Konsequenzen des Brexits sind in Bezug auf §§ 5, 6 GrEStG zudem denkbar, wenn die Umqualifizierung der britischen Gesellschaft mit mehreren Gesellschaftern ("Quasi-Formwechsel") dazu führt, dass die Behaltensfristen nicht eingehalten werden.
Durch einen Formwechsel kann die gesamthänderische Beteiligung an einer grundbesitzenden Gesellschaft verloren gehen und damit die Behaltensfrist verletzt werden (Gleichlautende Erlasse vom 12.11.2018, Tz. 7.3. BStBl I 2018, 1314). Entsprechendes sollte auch für den Brexit-bedingten "Quasi-Formwechsel" der Limited gelten. Ob die Behaltensfristen eingehalten werden, hängt davon ab, ob es sich um einen homogenen oder einen heterogenen ("Quasi"-)Formwechsel handelt.

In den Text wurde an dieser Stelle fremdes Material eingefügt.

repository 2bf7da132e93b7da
mod client;
mod error;

pub use client::*;
pub use error::*;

5.1.1 Homogene Formwechsel
Unproblematisch in Bezug auf die Gewährung der Vergünstigung der §§ 5, 6 GrEStG sind homogene Formwechsel, bei denen die gesamthänderische Beteiligung nicht berührt wird.
Beispiel
Formwechsel einer GmbH in eine AG, also einer Kapitalgesellschaft in eine Kapitalgesellschaft; Formwechsel einer OHG in eine KG, also einer Personengesellschaft in eine Personengesellschaft.
Ein derartiger Formwechsel liegt bei den oben beschriebenen Folgen des Brexits (britische Kapitalgesellschaft wird zur Personengesellschaft) jedoch gerade nicht vor.
5.1.2 Heterogene Formwechsel
Ein Verstoß gegen die Behaltensfristen der §§ 5 und 6 GrEStG liegt grundsätzlich vor, wenn ein heterogener Formwechsel stattfindet (Boruttau/Viskorf, GrEStG § 5 Rn. 94 ff.). Hier sind die Brexit-Regelungen in § 5 Abs. 3 Satz 2 GrEStG und § 6 Abs. 3 Satz 3 GrEStG zu prüfen.
Beispiel
Formwechsel einer GmbH in eine OHG, also einer Kapitalgesellschaft in eine Personengesellschaft oder umgekehrt.
Unter diese Fallkonstellation fällt auch die Brexit-bedingte Umqualifizierung einer Kapitalgesellschaft in eine Personengesellschaft, wenn die Limited mehrere Gesellschafter hat.
Beispiel 1 (zu § 5 GrEStG)
Eine Limited ist zu 50 % an einer OHG beteiligt. Die Limited überträgt in 01 ein Grundstück auf die OHG. Durch den Brexit wird die Limited im Jahr 04 (Alternative: 07) zur GbR.
Lösung
Im Ausgangsfall wird die Grunderwerbsteuer gem. § 5 Abs. 2 GrEStG zu 50 % im Jahr 01 nicht erhoben. Die Vergünstigung sollte wegen § 5 Abs. 3 Satz 2 GrEStG mit dem Brexit nicht entfallen (in der Alternative: Ablauf der Fünfjahresfrist, somit auch ohne die Anwendung von § 5 Abs. 3 Satz 2 GrEStG kein Wegfall der Begünstigung).